*** Records for this exercise Section Begins ***
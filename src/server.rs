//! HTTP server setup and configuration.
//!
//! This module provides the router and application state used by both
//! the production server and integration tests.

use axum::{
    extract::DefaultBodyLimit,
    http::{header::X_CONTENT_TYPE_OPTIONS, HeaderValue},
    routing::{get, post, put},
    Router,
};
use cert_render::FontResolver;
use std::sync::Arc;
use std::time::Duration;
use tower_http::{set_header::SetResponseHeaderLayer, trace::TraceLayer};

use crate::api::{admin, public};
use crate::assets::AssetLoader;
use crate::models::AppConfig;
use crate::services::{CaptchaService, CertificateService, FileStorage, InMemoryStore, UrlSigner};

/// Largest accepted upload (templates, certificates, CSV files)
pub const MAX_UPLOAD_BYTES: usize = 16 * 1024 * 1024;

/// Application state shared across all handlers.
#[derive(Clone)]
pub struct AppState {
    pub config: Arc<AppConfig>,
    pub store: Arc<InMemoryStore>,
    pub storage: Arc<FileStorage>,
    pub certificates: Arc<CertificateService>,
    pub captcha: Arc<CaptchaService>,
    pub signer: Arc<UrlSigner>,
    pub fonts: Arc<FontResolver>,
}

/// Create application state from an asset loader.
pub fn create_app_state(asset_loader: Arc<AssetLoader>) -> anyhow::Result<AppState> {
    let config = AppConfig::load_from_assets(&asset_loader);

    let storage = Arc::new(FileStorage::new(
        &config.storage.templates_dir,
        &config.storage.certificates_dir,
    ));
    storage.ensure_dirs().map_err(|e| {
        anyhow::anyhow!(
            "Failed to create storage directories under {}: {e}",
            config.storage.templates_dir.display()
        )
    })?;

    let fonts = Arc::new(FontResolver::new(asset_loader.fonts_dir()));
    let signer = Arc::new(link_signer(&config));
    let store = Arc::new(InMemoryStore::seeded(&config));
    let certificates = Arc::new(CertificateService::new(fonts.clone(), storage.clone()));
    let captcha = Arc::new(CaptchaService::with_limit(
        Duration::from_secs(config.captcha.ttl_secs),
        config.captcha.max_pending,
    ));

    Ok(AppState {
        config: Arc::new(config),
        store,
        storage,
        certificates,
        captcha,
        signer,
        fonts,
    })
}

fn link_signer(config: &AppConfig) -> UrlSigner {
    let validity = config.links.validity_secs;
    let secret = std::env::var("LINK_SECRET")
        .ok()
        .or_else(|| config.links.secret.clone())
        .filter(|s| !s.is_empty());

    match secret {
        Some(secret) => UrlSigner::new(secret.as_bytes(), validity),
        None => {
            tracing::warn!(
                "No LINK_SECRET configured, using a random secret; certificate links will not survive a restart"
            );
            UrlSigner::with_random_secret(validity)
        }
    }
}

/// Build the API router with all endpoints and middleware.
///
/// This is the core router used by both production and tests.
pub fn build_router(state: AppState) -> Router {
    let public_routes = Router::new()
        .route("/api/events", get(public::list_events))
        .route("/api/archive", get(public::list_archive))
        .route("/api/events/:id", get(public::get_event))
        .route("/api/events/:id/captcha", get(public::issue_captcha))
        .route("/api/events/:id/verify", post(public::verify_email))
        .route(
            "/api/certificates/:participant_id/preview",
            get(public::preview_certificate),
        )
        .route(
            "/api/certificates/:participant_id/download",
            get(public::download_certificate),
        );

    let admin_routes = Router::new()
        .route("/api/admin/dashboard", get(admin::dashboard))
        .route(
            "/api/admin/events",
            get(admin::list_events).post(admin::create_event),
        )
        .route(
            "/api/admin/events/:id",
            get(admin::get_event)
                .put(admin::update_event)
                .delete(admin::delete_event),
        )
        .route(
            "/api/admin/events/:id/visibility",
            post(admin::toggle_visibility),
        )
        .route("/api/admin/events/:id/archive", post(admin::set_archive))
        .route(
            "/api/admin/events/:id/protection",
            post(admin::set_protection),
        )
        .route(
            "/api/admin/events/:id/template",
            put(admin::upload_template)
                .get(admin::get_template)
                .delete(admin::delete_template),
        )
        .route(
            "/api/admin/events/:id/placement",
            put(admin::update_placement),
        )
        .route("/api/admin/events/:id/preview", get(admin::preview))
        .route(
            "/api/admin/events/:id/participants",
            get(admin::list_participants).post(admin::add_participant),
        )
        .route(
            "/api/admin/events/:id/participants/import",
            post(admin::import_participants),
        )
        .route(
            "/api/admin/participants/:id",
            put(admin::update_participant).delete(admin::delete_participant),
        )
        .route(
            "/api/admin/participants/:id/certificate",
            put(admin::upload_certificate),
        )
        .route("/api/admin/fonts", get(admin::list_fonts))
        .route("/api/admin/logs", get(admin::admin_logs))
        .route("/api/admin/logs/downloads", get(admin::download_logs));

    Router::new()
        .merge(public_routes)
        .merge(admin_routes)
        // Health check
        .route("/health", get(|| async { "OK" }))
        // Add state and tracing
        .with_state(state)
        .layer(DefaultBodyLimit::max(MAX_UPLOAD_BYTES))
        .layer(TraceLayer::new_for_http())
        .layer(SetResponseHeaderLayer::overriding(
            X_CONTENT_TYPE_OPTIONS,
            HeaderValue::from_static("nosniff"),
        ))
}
*** Records for this exercise Section Ends ***
§ **What you have to do**:
Filter by the word "SetResponseHeaderLayer": copy every line of the data that holds it.

§ **Result**:
use tower_http::{set_header::SetResponseHeaderLayer, trace::TraceLayer};
        .layer(SetResponseHeaderLayer::overriding(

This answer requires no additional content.